Las ocho tenistas mejores del mundo -Sharapova, las hermanas Williams, Ana Ivanovic, Jelena Jancovic, Daniela Hantuchova, Svetlana Kuznetsova y Anne Chakvetadze-, que se instalaron en el Hotel Palace mientras duró el torneo, sólo podían comer pollo, brócoli, acelgas, pasta sin ningún tipo de aderezo y… aire. Con este régimen espartano resultaban inexplicables las medidas casi esculturales de todas ellas. Unos cuerpos con curvas y formas que no podían deberse a la ingesta masiva de verdura. A no ser que tuvieran el mismo ADN que Popeye y, por lo tanto, las espinacas y sus variantes no les afectaran en la masa corporal.

El misterio de los menús de las emperatrices del tenis se desentrañó el mismo fin de semana en que se cerraba el campeonato. Salvo Justine Henin y Maria Sharapova, que jugaron la final alzándose con el triunfo la primera, parte del resto se concentró en el restaurante La Albufera.
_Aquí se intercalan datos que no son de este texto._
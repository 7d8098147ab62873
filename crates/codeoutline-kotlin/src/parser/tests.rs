use super::{parse_source, ParseOptions};
use crate::ast::{AccessorKind, Decl, DeclKind, FunctionBody, KotlinFile};
use crate::rules::RuleSet;
use codeoutline_parser_api::{Binding, ErrorCategory, Modifier, ParseError};

fn parse(source: &str) -> (KotlinFile, Vec<ParseError>) {
    parse_source(source, &RuleSet::default(), ParseOptions::default())
}

fn parse_ok(source: &str) -> KotlinFile {
    let (file, errors) = parse(source);
    assert!(errors.is_empty(), "unexpected errors: {errors:?}");
    file
}

fn function(decl: &Decl) -> &crate::ast::FunctionDecl {
    match &decl.kind {
        DeclKind::Function(f) => f,
        other => panic!("expected function, got {other:?}"),
    }
}

fn property(decl: &Decl) -> &crate::ast::PropertyDecl {
    match &decl.kind {
        DeclKind::Property(p) => p,
        other => panic!("expected property, got {other:?}"),
    }
}

#[test]
fn test_class_header() {
    let source = "open class Repository<T : Any>(private val store: Store, var size: Int = 0) : Base(store), Closeable {\n    fun close() {}\n}";
    let file = parse_ok(source);
    assert_eq!(file.declarations.len(), 1);

    let class = &file.declarations[0];
    assert_eq!(class.name, "Repository");
    assert_eq!(class.modifiers, vec![Modifier::Open]);
    assert_eq!(class.type_params[0].name, "T");
    assert_eq!(class.type_params[0].bound.as_deref(), Some("Any"));

    let body = class.class_body().unwrap();
    let params = &body.primary_constructor.as_ref().unwrap().params;
    assert_eq!(params.len(), 2);
    assert_eq!(params[0].parameter.name, "store");
    assert_eq!(params[0].binding(), Some(Binding::Val));
    assert_eq!(params[0].modifiers, vec![Modifier::Private]);
    assert_eq!(params[1].parameter.default_value.as_deref(), Some("0"));

    assert_eq!(body.supertypes.len(), 2);
    assert_eq!(body.supertypes[0].type_text, "Base");
    assert!(body.supertypes[0].constructor_call);
    assert!(!body.supertypes[1].constructor_call);

    assert_eq!(class.members().len(), 1);
    assert_eq!(&source[class.span.start..class.span.end], source);
}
Las tenistas pidieron de todo. Para abrir boca aperitivos compartidos a base de croquetas, jamón, anchoas, cogollos de lechuga, pimientos, pulpo… abundante y por su orden, dejando sitio a los arroces, la especialidad de la casa. Por supuesto, nada de agua, ni aire, sino un buen vino para acompañar el pantagruélico almuerzo.

Muy cerca de ellas, y casi con miedo de que arramplaran también con su plato o quisieran compartirlo, el periodista Antonio Rossi no daba crédito a lo que estaba viendo. En vez de gráciles deportistas parecían Borja Thyssen cuando se sienta a la mesa al mediodía sin haber desayunado.